§ EXERCISE DESCRIPTION:
Return each entry below without any alteration.

[[ SUPPLIED ENTRIES open ]]

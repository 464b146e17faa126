//! Configuration types for batch conversion.
//!
//! Everything the orchestrator needs lives in [`BatchConfig`], built through
//! [`BatchConfigBuilder`]. The conversion engine is part of the config: it is
//! constructed once at startup (see [`crate::engine::resolve_engine`]) and the
//! same handle is reused by every batch.

use crate::engine::{ConversionEngine, NativeEngine};
use crate::error::Doc2TextError;
use crate::pipeline::stage::split_extension;
use crate::progress::ProgressCallback;
use serde::{Deserialize, Serialize};
use std::fmt;
use std::path::PathBuf;
use std::sync::Arc;

/// Extensions the presentation layer accepts by default.
///
/// Advisory only: the orchestrator converts whatever it is given.
pub const ACCEPTED_EXTENSIONS: &[&str] = &["docx", "xlsx", "pptx", "pdf", "html", "htm", "csv", "txt"];

/// `true` when `name` ends in one of [`ACCEPTED_EXTENSIONS`] (case-insensitive).
pub fn is_accepted(name: &str) -> bool {
    let (_, suffix) = split_extension(name);
    let ext = suffix.trim_start_matches('.');
    ACCEPTED_EXTENSIONS
        .iter()
        .any(|accepted| accepted.eq_ignore_ascii_case(ext))
}

/// Configuration for a batch conversion.
///
/// # Example
/// ```rust
/// use doc2text::{BatchConfig, NativeEngine};
/// use std::sync::Arc;
///
/// let config = BatchConfig::builder()
///     .engine(Arc::new(NativeEngine::new()))
///     .build()
///     .unwrap();
/// assert_eq!(config.engine.name(), "native");
/// ```
#[derive(Clone)]
pub struct BatchConfig {
    /// The conversion engine shared by every item. Default: [`NativeEngine`].
    pub engine: Arc<dyn ConversionEngine>,

    /// Directory for staged uploads. If None, uses the system temp directory.
    pub staging_dir: Option<PathBuf>,

    /// Per-item progress events. If None, no events are sent.
    pub progress_callback: Option<ProgressCallback>,
}

impl Default for BatchConfig {
    fn default() -> Self {
        Self {
            engine: Arc::new(NativeEngine::new()),
            staging_dir: None,
            progress_callback: None,
        }
    }
}

impl fmt::Debug for BatchConfig {
    fn fmt(&self, f: &mut fmt::Formatter<'_>) -> fmt::Result {
        f.debug_struct("BatchConfig")
            .field("engine", &self.engine.name())
            .field("staging_dir", &self.staging_dir)
            .field(
                "progress_callback",
                &self.progress_callback.as_ref().map(|_| "<dyn BatchProgressCallback>"),
            )
            .finish()
    }
}

impl BatchConfig {
    /// Create a new builder for `BatchConfig`.
    pub fn builder() -> BatchConfigBuilder {
        BatchConfigBuilder {
            config: Self::default(),
        }
    }
}

/// Builder for [`BatchConfig`].
#[derive(Debug)]
pub struct BatchConfigBuilder {
    config: BatchConfig,
}

impl BatchConfigBuilder {
    pub fn engine(mut self, engine: Arc<dyn ConversionEngine>) -> Self {
        self.config.engine = engine;
        self
    }

    pub fn staging_dir(mut self, dir: impl Into<PathBuf>) -> Self {
        self.config.staging_dir = Some(dir.into());
        self
    }

    pub fn progress_callback(mut self, cb: ProgressCallback) -> Self {
        self.config.progress_callback = Some(cb);
        self
    }

    /// Build the configuration, validating constraints.
    pub fn build(self) -> Result<BatchConfig, Doc2TextError> {
        if let Some(ref dir) = self.config.staging_dir {
            if !dir.is_dir() {
                return Err(Doc2TextError::InvalidConfig(format!(
                    "staging directory '{}' does not exist or is not a directory",
                    dir.display()
                )));
            }
        }
        Ok(self.config)
    }
}

/// Which conversion engine to build at startup.
#[derive(Debug, Clone, Copy, PartialEq, Eq, Default, Serialize, Deserialize)]
#[serde(rename_all = "lowercase")]
pub enum EngineKind {
    /// `markitdown` if it is on `PATH`, the native engine otherwise. (default)
    #[default]
    Auto,
    /// In-process text/CSV/HTML engine only.
    Native,
    /// The `markitdown` CLI; fails at startup when it is missing.
    MarkItDown,
}

#[cfg(test)]
mod tests {
    use super::*;

    #[test]
    fn default_uses_native_engine() {
        let config = BatchConfig::default();
        assert_eq!(config.engine.name(), "native");
        assert!(config.staging_dir.is_none());
        assert!(config.progress_callback.is_none());
    }

    #[test]
    fn missing_staging_dir_is_rejected() {
        let err = BatchConfig::builder()
            .staging_dir("/nonexistent/doc2text-staging")
            .build()
            .unwrap_err();
        assert!(matches!(err, Doc2TextError::InvalidConfig(_)));
    }

    #[test]
    fn existing_staging_dir_is_accepted() {
        let dir = tempfile::tempdir().unwrap();
        let config = BatchConfig::builder()
            .staging_dir(dir.path())
            .build()
            .unwrap();
        assert_eq!(config.staging_dir.as_deref(), Some(dir.path()));
    }

    #[test]
    fn accepted_extensions() {
        assert!(is_accepted("report.docx"));
        assert!(is_accepted("Slides.PPTX"));
        assert!(is_accepted("page.htm"));
        assert!(!is_accepted("notes.md"));
        assert!(!is_accepted("README"));
        assert!(!is_accepted(".txt"));
    }

    #[test]
    fn debug_hides_engine_internals() {
        let s = format!("{:?}", BatchConfig::default());
        assert!(s.contains("native"));
    }
}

[[ SUPPLIED ENTRIES closed ]]

§ ANSWER SPACE:
repository 464b146e17faa126
//! Configuration types for batch conversion.
//!
//! Everything the orchestrator needs lives in [`BatchConfig`], built through
//! [`BatchConfigBuilder`]. The conversion engine is part of the config: it is
//! constructed once at startup (see [`crate::engine::resolve_engine`]) and the
//! same handle is reused by every batch.

use crate::engine::{ConversionEngine, NativeEngine};
use crate::error::Doc2TextError;
use crate::pipeline::stage::split_extension;
use crate::progress::ProgressCallback;
use serde::{Deserialize, Serialize};
use std::fmt;
use std::path::PathBuf;
use std::sync::Arc;

/// Extensions the presentation layer accepts by default.
///
/// Advisory only: the orchestrator converts whatever it is given.
pub const ACCEPTED_EXTENSIONS: &[&str] = &["docx", "xlsx", "pptx", "pdf", "html", "htm", "csv", "txt"];

/// `true` when `name` ends in one of [`ACCEPTED_EXTENSIONS`] (case-insensitive).
pub fn is_accepted(name: &str) -> bool {
    let (_, suffix) = split_extension(name);
    let ext = suffix.trim_start_matches('.');
    ACCEPTED_EXTENSIONS
        .iter()
        .any(|accepted| accepted.eq_ignore_ascii_case(ext))
}

/// Configuration for a batch conversion.
///
/// # Example
/// ```rust
/// use doc2text::{BatchConfig, NativeEngine};
/// use std::sync::Arc;
///
/// let config = BatchConfig::builder()
///     .engine(Arc::new(NativeEngine::new()))
///     .build()
///     .unwrap();
/// assert_eq!(config.engine.name(), "native");
/// ```
#[derive(Clone)]
pub struct BatchConfig {
    /// The conversion engine shared by every item. Default: [`NativeEngine`].
    pub engine: Arc<dyn ConversionEngine>,

    /// Directory for staged uploads. If None, uses the system temp directory.
    pub staging_dir: Option<PathBuf>,

    /// Per-item progress events. If None, no events are sent.
    pub progress_callback: Option<ProgressCallback>,
}

impl Default for BatchConfig {
    fn default() -> Self {
        Self {
            engine: Arc::new(NativeEngine::new()),
            staging_dir: None,
            progress_callback: None,
        }
    }
}

impl fmt::Debug for BatchConfig {
    fn fmt(&self, f: &mut fmt::Formatter<'_>) -> fmt::Result {
        f.debug_struct("BatchConfig")
            .field("engine", &self.engine.name())
            .field("staging_dir", &self.staging_dir)
            .field(
                "progress_callback",
                &self.progress_callback.as_ref().map(|_| "<dyn BatchProgressCallback>"),
            )
            .finish()
    }
}

impl BatchConfig {
    /// Create a new builder for `BatchConfig`.
    pub fn builder() -> BatchConfigBuilder {
        BatchConfigBuilder {
            config: Self::default(),
        }
    }
}

/// Builder for [`BatchConfig`].
#[derive(Debug)]
pub struct BatchConfigBuilder {
    config: BatchConfig,
}

impl BatchConfigBuilder {
    pub fn engine(mut self, engine: Arc<dyn ConversionEngine>) -> Self {
        self.config.engine = engine;
        self
    }

    pub fn staging_dir(mut self, dir: impl Into<PathBuf>) -> Self {
        self.config.staging_dir = Some(dir.into());
        self
    }

    pub fn progress_callback(mut self, cb: ProgressCallback) -> Self {
        self.config.progress_callback = Some(cb);
        self
    }

    /// Build the configuration, validating constraints.
    pub fn build(self) -> Result<BatchConfig, Doc2TextError> {
        if let Some(ref dir) = self.config.staging_dir {
            if !dir.is_dir() {
                return Err(Doc2TextError::InvalidConfig(format!(
                    "staging directory '{}' does not exist or is not a directory",
                    dir.display()
                )));
            }
        }
        Ok(self.config)
    }
}

/// Which conversion engine to build at startup.
#[derive(Debug, Clone, Copy, PartialEq, Eq, Default, Serialize, Deserialize)]
#[serde(rename_all = "lowercase")]
pub enum EngineKind {
    /// `markitdown` if it is on `PATH`, the native engine otherwise. (default)
    #[default]
    Auto,
    /// In-process text/CSV/HTML engine only.
    Native,
    /// The `markitdown` CLI; fails at startup when it is missing.
    MarkItDown,
}

#[cfg(test)]
mod tests {
    use super::*;

    #[test]
    fn default_uses_native_engine() {
        let config = BatchConfig::default();
        assert_eq!(config.engine.name(), "native");
        assert!(config.staging_dir.is_none());
        assert!(config.progress_callback.is_none());
    }

    #[test]
    fn missing_staging_dir_is_rejected() {
        let err = BatchConfig::builder()
            .staging_dir("/nonexistent/doc2text-staging")
            .build()
            .unwrap_err();
        assert!(matches!(err, Doc2TextError::InvalidConfig(_)));
    }

    #[test]
    fn existing_staging_dir_is_accepted() {
        let dir = tempfile::tempdir().unwrap();
        let config = BatchConfig::builder()
            .staging_dir(dir.path())
            .build()
            .unwrap();
        assert_eq!(config.staging_dir.as_deref(), Some(dir.path()));
    }

    #[test]
    fn accepted_extensions() {
        assert!(is_accepted("report.docx"));
        assert!(is_accepted("Slides.PPTX"));
        assert!(is_accepted("page.htm"));
        assert!(!is_accepted("notes.md"));
        assert!(!is_accepted("README"));
        assert!(!is_accepted(".txt"));
    }

    #[test]
    fn debug_hides_engine_internals() {
        let s = format!("{:?}", BatchConfig::default());
        assert!(s.contains("native"));
    }
}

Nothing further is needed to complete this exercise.